Ik moet toegeven dat ik uit gemakzucht ook wel eens een vraag stel op dit forum, maar eigenlijk vind ik het erg jammer dat de rest van de forumbezoekers er dan niets aan heeft, want hoeveel mensen op de wereld spreken er nou nederlands?

----------

## Red Nalie

 *cybermans wrote:*   

> en anders is er altijd nog nos op http://gathering.tweakers.net

 

True, maar voor echte n00b vragen kan je daar toch echt niet terecht

Niet dat ik anti-GoT ben, ik ben zelfs een FULL-ABO van T.net, maar het is nou eenmaal zo   :Sad: 

Wat betreft het NL forum, houden.

Ik kijk altijd als er een nieuwe post is (dan is het icoontje oranje) en dan kijk ik even of ik er wat aan heb of dat ik kan helpen.

----------

## aequitas

Het nederlandse forum heeft niet echt veel nut wat betreft vragen stellen. Ik gebruik altijd het engelse. 

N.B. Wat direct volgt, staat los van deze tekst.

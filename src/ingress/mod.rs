//! Ingress pipeline.
//!
//! One axum middleware layer orchestrates the life of a relayed call:
//! parse the tenant out of the path, buffer the body, run interceptors,
//! dispatch to a connector, wait for the correlated response, run the
//! response interceptors, write back. Unknown tenants fall through to
//! the inner router so non-relay endpoints coexist on the same host.

mod interceptor;
mod middleware;
mod spool;
mod writer;

pub use interceptor::{
    ClientRequestInterceptor, Interceptors, RelayContext, TargetResponseInterceptor,
};
pub use middleware::{relay_middleware, RelaySettings, RelayState};
pub use spool::{DrainedBody, SpoolFile};
pub use writer::is_hop_by_hop;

Toch geeft het zo iets van: We hebben een eigen forum. Als we het niet zouden hebben zouden we er toch om vragen, toch?

Het is meestal makkelijk om hier topics betreffende nl mirrors en andere nederlandse onzin te plaatsen.

GoT tegenwoordig zuigt giganties. Je kunt er geen enkele simpele vraag meer stellen omdat ze zichzelf superieur vinden boven iedereen die een beetje newbie is. 

Cheers,

J!

----------

## wouzer

eigenlijk wacht ik op een reactie van de moderators :)

----------

## cybermans

bij tweakers krtijg je idd vaak te horen RTFM en UTFS (use the focking search) maardat komt vooral dat dat forum eigenlijk verzadigt is

----------

## Red Nalie

 *cybermans wrote:*   

> bij tweakers krtijg je idd vaak te horen RTFM en UTFS (use the focking search) maardat komt vooral dat dat forum eigenlijk verzadigt is

 

Het ergste hierin nog is dat het godsonmogelijk is om lekker te kunnen zoeken, dat is zoeken naar een naald in een hooiberg (omdat er zoveel onzin topics zijn over bepaalde problemen).

Echt zwaar irritant, daarom ben ik van GoT af en gebruik ik alleen nog maar T.net om mijn info te krijgen.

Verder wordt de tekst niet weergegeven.